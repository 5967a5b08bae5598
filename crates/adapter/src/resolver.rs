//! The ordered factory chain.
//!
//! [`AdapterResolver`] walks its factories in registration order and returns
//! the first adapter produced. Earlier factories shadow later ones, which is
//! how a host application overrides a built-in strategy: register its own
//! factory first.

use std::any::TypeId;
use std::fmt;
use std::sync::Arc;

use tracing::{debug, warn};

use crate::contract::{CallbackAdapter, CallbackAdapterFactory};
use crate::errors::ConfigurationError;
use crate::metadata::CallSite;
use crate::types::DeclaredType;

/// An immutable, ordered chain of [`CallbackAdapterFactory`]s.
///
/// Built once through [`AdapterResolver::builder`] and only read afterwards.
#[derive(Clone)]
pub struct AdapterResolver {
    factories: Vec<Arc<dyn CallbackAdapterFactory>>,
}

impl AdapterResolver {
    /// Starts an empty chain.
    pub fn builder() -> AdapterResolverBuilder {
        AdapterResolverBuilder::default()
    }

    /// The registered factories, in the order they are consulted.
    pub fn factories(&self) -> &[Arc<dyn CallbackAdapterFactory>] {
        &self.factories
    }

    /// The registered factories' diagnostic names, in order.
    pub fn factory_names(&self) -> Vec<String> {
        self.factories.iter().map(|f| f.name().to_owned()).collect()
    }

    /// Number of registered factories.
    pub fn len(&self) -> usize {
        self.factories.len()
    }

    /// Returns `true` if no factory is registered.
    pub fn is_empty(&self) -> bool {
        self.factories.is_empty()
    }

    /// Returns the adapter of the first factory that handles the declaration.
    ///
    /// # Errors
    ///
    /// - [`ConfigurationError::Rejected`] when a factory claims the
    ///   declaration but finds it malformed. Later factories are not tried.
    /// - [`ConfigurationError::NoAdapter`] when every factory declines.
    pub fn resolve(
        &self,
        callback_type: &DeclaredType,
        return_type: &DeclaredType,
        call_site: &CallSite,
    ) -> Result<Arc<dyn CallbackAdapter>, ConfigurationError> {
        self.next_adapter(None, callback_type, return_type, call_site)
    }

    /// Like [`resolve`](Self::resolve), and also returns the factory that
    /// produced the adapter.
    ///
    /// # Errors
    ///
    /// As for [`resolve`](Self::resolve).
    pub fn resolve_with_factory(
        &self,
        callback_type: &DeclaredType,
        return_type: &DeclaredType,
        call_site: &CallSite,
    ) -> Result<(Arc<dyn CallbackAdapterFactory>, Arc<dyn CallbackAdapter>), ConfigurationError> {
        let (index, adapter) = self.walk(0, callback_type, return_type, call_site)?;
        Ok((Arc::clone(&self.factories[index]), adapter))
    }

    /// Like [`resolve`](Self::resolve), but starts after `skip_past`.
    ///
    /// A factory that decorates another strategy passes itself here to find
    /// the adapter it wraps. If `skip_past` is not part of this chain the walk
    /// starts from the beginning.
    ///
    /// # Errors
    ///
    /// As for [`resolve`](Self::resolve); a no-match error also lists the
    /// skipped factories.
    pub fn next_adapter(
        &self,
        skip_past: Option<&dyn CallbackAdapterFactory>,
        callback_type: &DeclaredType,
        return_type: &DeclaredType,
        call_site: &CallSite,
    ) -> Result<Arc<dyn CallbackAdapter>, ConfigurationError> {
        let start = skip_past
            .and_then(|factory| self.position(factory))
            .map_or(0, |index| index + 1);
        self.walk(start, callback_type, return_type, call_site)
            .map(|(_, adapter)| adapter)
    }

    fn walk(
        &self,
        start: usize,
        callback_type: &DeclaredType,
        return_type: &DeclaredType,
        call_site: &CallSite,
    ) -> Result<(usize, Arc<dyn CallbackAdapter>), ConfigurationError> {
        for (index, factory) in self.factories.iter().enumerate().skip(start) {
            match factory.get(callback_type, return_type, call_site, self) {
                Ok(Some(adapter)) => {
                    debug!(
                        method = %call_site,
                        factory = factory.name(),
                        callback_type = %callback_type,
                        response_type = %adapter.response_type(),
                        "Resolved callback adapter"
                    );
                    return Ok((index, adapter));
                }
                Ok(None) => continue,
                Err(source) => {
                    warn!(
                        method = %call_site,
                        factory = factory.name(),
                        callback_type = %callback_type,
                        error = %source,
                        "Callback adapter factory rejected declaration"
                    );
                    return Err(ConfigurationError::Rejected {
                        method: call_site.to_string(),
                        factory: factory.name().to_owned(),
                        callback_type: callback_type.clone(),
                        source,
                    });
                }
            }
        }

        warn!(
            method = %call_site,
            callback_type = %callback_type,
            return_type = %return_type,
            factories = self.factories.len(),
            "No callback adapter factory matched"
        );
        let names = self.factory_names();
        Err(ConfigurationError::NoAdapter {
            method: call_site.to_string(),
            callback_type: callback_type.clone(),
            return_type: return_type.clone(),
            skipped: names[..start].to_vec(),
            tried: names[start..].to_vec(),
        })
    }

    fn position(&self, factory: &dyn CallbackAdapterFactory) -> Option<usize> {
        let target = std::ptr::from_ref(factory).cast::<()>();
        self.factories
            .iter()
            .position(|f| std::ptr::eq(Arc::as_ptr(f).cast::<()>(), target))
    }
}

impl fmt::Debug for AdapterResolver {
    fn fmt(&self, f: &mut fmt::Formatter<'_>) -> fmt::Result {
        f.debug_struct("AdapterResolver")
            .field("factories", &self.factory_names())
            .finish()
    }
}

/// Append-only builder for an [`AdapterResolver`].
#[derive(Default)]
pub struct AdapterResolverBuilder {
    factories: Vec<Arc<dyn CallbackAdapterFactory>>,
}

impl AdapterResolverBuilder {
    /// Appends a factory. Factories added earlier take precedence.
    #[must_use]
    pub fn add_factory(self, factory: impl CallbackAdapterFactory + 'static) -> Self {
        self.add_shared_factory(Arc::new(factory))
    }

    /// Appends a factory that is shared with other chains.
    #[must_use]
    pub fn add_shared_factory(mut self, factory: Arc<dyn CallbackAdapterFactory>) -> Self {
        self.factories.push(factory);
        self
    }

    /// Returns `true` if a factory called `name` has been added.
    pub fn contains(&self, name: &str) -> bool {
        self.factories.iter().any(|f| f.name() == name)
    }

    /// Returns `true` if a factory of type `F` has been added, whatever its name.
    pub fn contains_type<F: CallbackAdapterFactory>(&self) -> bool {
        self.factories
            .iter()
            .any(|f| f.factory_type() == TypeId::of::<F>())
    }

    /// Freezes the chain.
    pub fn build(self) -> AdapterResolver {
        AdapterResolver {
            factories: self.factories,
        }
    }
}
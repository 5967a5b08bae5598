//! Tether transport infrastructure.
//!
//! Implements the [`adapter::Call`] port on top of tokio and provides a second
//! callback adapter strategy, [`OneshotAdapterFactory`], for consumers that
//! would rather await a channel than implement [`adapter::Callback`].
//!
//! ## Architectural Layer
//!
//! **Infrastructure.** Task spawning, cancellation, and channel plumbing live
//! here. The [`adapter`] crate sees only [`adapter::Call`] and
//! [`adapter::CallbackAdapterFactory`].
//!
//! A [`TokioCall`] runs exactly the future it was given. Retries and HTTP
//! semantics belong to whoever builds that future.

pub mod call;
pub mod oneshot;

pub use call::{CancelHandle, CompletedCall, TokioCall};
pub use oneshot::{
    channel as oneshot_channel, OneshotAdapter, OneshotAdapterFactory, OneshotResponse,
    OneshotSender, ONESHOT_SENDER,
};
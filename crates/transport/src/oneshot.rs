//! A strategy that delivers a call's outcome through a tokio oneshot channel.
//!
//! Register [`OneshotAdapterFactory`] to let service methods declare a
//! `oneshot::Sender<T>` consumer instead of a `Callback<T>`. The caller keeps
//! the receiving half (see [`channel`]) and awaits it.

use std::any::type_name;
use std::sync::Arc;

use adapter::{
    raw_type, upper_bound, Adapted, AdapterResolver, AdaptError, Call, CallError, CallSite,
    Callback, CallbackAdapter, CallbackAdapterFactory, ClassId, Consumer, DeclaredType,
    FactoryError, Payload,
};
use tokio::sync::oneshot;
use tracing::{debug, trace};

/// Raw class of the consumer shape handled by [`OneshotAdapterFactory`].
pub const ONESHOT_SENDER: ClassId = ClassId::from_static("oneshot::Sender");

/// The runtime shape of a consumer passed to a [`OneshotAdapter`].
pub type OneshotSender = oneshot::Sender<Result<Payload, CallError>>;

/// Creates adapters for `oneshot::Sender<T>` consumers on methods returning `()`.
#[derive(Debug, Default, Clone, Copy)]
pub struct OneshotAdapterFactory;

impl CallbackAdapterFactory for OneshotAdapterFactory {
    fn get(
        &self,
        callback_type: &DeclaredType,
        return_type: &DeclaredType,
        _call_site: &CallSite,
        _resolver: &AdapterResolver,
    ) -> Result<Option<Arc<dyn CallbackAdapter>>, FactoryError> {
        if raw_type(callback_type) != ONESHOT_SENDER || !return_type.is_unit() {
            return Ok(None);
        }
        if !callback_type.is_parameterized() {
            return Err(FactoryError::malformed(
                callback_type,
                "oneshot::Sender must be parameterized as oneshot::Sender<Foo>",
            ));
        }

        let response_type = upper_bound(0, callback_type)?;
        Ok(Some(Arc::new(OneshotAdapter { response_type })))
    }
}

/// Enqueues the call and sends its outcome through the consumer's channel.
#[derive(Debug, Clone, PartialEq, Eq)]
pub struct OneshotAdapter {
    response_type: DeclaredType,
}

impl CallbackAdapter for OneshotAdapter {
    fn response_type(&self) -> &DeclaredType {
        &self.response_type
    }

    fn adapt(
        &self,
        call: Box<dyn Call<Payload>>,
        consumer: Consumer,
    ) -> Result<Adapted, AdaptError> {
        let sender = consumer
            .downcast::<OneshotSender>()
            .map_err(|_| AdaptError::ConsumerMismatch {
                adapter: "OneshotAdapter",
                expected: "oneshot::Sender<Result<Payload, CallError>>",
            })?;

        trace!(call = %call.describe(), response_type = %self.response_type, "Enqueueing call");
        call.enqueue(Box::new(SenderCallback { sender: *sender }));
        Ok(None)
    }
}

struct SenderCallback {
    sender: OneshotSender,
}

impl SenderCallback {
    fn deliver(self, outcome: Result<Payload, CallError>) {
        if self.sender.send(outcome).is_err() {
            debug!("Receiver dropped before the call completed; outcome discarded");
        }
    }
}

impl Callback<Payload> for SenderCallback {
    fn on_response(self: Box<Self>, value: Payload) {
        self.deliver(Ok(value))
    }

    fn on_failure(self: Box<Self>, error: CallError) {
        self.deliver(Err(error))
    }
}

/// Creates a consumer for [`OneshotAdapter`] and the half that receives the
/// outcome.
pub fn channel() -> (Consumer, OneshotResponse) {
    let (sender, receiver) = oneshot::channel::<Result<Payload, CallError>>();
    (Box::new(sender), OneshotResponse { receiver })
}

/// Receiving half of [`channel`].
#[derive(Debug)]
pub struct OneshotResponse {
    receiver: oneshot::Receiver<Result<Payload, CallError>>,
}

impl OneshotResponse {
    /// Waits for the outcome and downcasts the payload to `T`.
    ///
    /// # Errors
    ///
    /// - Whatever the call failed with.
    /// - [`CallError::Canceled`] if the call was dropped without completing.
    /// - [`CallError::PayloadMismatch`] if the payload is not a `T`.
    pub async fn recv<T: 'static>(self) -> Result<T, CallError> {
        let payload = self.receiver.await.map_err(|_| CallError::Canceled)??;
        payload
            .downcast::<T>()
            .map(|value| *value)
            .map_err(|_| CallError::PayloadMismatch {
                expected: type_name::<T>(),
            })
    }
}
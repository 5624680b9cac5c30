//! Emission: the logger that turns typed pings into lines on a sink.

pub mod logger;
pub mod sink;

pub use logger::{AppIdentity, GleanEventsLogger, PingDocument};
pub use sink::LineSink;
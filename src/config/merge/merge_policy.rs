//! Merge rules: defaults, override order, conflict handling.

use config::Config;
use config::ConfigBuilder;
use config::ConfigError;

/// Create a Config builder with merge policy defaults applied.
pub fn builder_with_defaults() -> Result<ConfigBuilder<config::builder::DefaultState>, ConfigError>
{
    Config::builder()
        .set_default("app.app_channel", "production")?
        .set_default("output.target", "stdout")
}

▬▬▬▬▬▬▬▬▬▬

The task.
Go through the entries above and count each line that contains the string "OneshotResponse". Reply only with the total.

Written answer.
5